Los albañiles terminarán los trabajos.  Los trabajos serán terminados por los albañiles.​¿Te queda claro ahora?

Saludos,


swift


----------



## utrerana

Claro que yo lo traducía de la siguiente forma: En el fin de semana, cuando los albañiles hayan terminado en mi apartamento, pintaremos ( haremos la pintura). Si te digo la verdad no me aclaro porque tu forma de traducir eso no la entiendo.

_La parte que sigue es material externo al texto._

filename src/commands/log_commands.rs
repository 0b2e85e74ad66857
// 日志配置管理命令
// 提供前端查询和更新日志配置的接口

use macmaster::models::LogConfig;
use macmaster::services::{read_app_config, write_app_config};
use tauri::command;

/// 检测当前是否为 Release 构建
#[command]
pub fn is_release_build() -> bool {
    !cfg!(debug_assertions)
}

/// 获取当前日志配置
#[command]
pub async fn get_log_config() -> Result<LogConfig, String> {
    let config = read_app_config().map_err(|e| e.to_string())?;
    Ok(config.log_config)
}

/// 更新日志配置
///
/// 仅日志级别变更可以热重载，格式和输出位置变更需要重启应用生效。
///
/// # 返回值
/// - 可热重载：`"日志配置已更新并生效"`
/// - 需要重启：`"日志配置已保存，需要重启应用后生效"`
#[command]
pub async fn update_log_config(new_config: LogConfig) -> Result<String, String> {
    tracing::info!(
        level = new_config.level.as_str(),
        format = ?new_config.format,
        output = ?new_config.output,
        "更新日志配置"
    );

    let mut config = read_app_config().map_err(|e| format!("读取配置失败: {}", e))?;
    let can_hot_reload = config.log_config.can_hot_reload(&new_config);

    config.log_config = new_config.clone();
    write_app_config(&config).map_err(|e| format!("保存配置失败: {}", e))?;

    if can_hot_reload {
        macmaster::set_log_level(new_config.level).map_err(|e| format!("热重载失败: {}", e))?;

        tracing::info!("日志配置已热重载");
        Ok("日志配置已更新并生效".to_string())
    } else {
        tracing::warn!("日志配置已保存，但需要重启应用生效");
        Ok("日志配置已保存，需要重启应用后生效".to_string())
    }
}
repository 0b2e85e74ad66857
pub mod alert_commands;
pub mod log_commands;
pub mod metrics_commands;
pub mod window_commands;

pub use alert_commands::{alert_current, alert_dismiss, alert_ignore, alert_snooze, alert_terminate};
pub use log_commands::{get_log_config, is_release_build, update_log_config};
pub use metrics_commands::get_snapshot;
pub use window_commands::{close_detail, close_panels, open_main_app, show_detail, toggle_overview};
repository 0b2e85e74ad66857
fn main() {
    tauri_build::build()
}
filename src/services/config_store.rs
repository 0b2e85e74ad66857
use std::fs;
use std::path::{Path, PathBuf};

use serde::de::DeserializeOwned;
use serde::Serialize;

use crate::error::{AppError, AppResult};
use crate::models::AppConfig;

const APP_DIR: &str = ".macmaster";
const CONFIG_FILE: &str = "config.json";

/// 应用数据目录 `~/.macmaster`
pub fn app_data_dir() -> AppResult<PathBuf> {
    dirs::home_dir()
        .map(|home| home.join(APP_DIR))
        .ok_or_else(|| AppError::config("无法获取用户主目录"))
}

pub struct JsonStore {
    path: PathBuf,
}

impl JsonStore {
    pub fn new(path: impl Into<PathBuf>) -> Self {
        Self { path: path.into() }
    }

    pub fn path(&self) -> &Path {
        &self.path
    }

    /// 读取文件；不存在或为空时返回默认值
    pub fn read_or_default<T>(&self) -> AppResult<T>
    where
        T: DeserializeOwned + Default,
    {
        if !self.path.exists() {
            return Ok(T::default());
        }

        let content = fs::read_to_string(&self.path)?;
        if content.trim().is_empty() {
            return Ok(T::default());
        }
        Ok(serde_json::from_str(&content)?)
    }

    pub fn write<T: Serialize>(&self, value: &T) -> AppResult<()> {
        self.ensure_parent()?;
        let tmp_path = self.tmp_path();
        let content = serde_json::to_string_pretty(value)?;
        fs::write(&tmp_path, content)?;
        self.replace_with_tmp(tmp_path)
    }

    fn ensure_parent(&self) -> AppResult<()> {
        if let Some(parent) = self.path.parent() {
            fs::create_dir_all(parent)?;
        }
        Ok(())
    }

    fn tmp_path(&self) -> PathBuf {
        self.path.with_extension("tmp")
    }

    fn replace_with_tmp(&self, tmp_path: PathBuf) -> AppResult<()> {
        if self.path.exists() {
            fs::remove_file(&self.path)?;
        }
        fs::rename(tmp_path, &self.path)?;
        Ok(())
    }
}

/// 全局配置文件 `~/.macmaster/config.json`
pub fn config_store() -> AppResult<JsonStore> {
    Ok(JsonStore::new(app_data_dir()?.join(CONFIG_FILE)))
}

pub fn read_app_config() -> AppResult<AppConfig> {
    let config: AppConfig = config_store()?.read_or_default()?;
    config.alert.validate()?;
    Ok(config)
}

pub fn write_app_config(config: &AppConfig) -> AppResult<()> {
    config.alert.validate()?;
    config_store()?.write(config)
}

#[cfg(test)]
mod tests {
    use super::*;
    use crate::models::{LogLevel, LogOutput};
    use tempfile::TempDir;

    #[test]
    fn test_missing_file_returns_default() {
        let dir = TempDir::new().unwrap();
        let store = JsonStore::new(dir.path().join("config.json"));
        let config: AppConfig = store.read_or_default().unwrap();
        assert_eq!(config, AppConfig::default());
    }

    #[test]
    fn test_empty_file_returns_default() {
        let dir = TempDir::new().unwrap();
        let path = dir.path().join("config.json");
        fs::write(&path, "  \n").unwrap();
        let config: AppConfig = JsonStore::new(&path).read_or_default().unwrap();
        assert_eq!(config, AppConfig::default());
    }

    #[test]
    fn test_write_then_read() {
        let dir = TempDir::new().unwrap();
        let store = JsonStore::new(dir.path().join("nested").join("config.json"));

        let mut config = AppConfig::default();
        config.log_config.level = LogLevel::Debug;
        config.log_config.output = LogOutput::Console;
        config.alert.threshold = 0.9;
        store.write(&config).unwrap();

        let loaded: AppConfig = store.read_or_default().unwrap();
        assert_eq!(loaded, config);
        assert!(!store.path().with_extension("tmp").exists());
    }

    #[test]
    fn test_invalid_json_is_error() {
        let dir = TempDir::new().unwrap();
        let path = dir.path().join("config.json");
        fs::write(&path, "{ not json").unwrap();
        let result: AppResult<AppConfig> = JsonStore::new(&path).read_or_default();
        assert!(matches!(result, Err(AppError::Json(_))));
    }
}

     Perdóname de nuevo, la gramática me cuesta muchísimo y gracias!


----------



## swift

Hola:

No te preocupes. Yo no te ofrecí una traducción, de todas formas. Intenté explicarte la sintaxis de la frase. Y puedes preguntar todas las veces que quieras .

Lo que pasa es que efectivamente, en castellano no se emplearía el futuro del indicativo, sino el presente del subjuntivo con valor de futuro:
Cuando los trabajos de albañilería estén terminados.​ Habrás notado que en castellano también se usa el verbo "estar", y no el verbo haber.

Saludos,


swift


----------



## utrerana

¿ Entonces estaría mal decir eso de hayan terminado? A mí no se me ocurriría decir estén terminados


----------



## swift

Hola de nuevo:

No es incorrecto, todo lo contrario. Sin embargo, aunque la idea es la misma, ocurre un cambio: en la frase "cuando los trabajos hayan terminado", los trabajos es sujeto activo y la frase es predicativa; en "cuando los trabajos estén terminados", los trabajos es pasivo y la frase es copulativa.

Saludos,


swift


----------



## utrerana

Nada déjalo, no entiendo por qué mencionas tanto lo del pasivo. Gracias de todas formas por tu interés y tu ayuda. Soy torpe .


----------



## swift

Hola:

Decidido estoy a que lo entiendas. Y si no lo logro yo, estoy seguro de que pronto llegará quien nos auxilie.

Cuando hablo de "pasivo" me refiero a que "los trabajos" reciben la acción, no la realizan. Mira estas dos frases:

Luciá golpeó a Julián.
Julián fue golpeado por Lucía.

En la primera frase, Lucía es un sujeto activo, pues realiza la acción. En la segunda, Julián es el paciente D) de esa acción, porque la recibe.

Más saludos,


swift


----------



## utrerana

YAAAAAAAAAAAAAAAAAAAA!!!!!!!!! Claro si digo hayan es como si fueran los albañiles el sujeto  ¿no? Y el sujeto son los trabajos y si son los trabajos he de usar el verbo ser . Creo que ya lo entiendo.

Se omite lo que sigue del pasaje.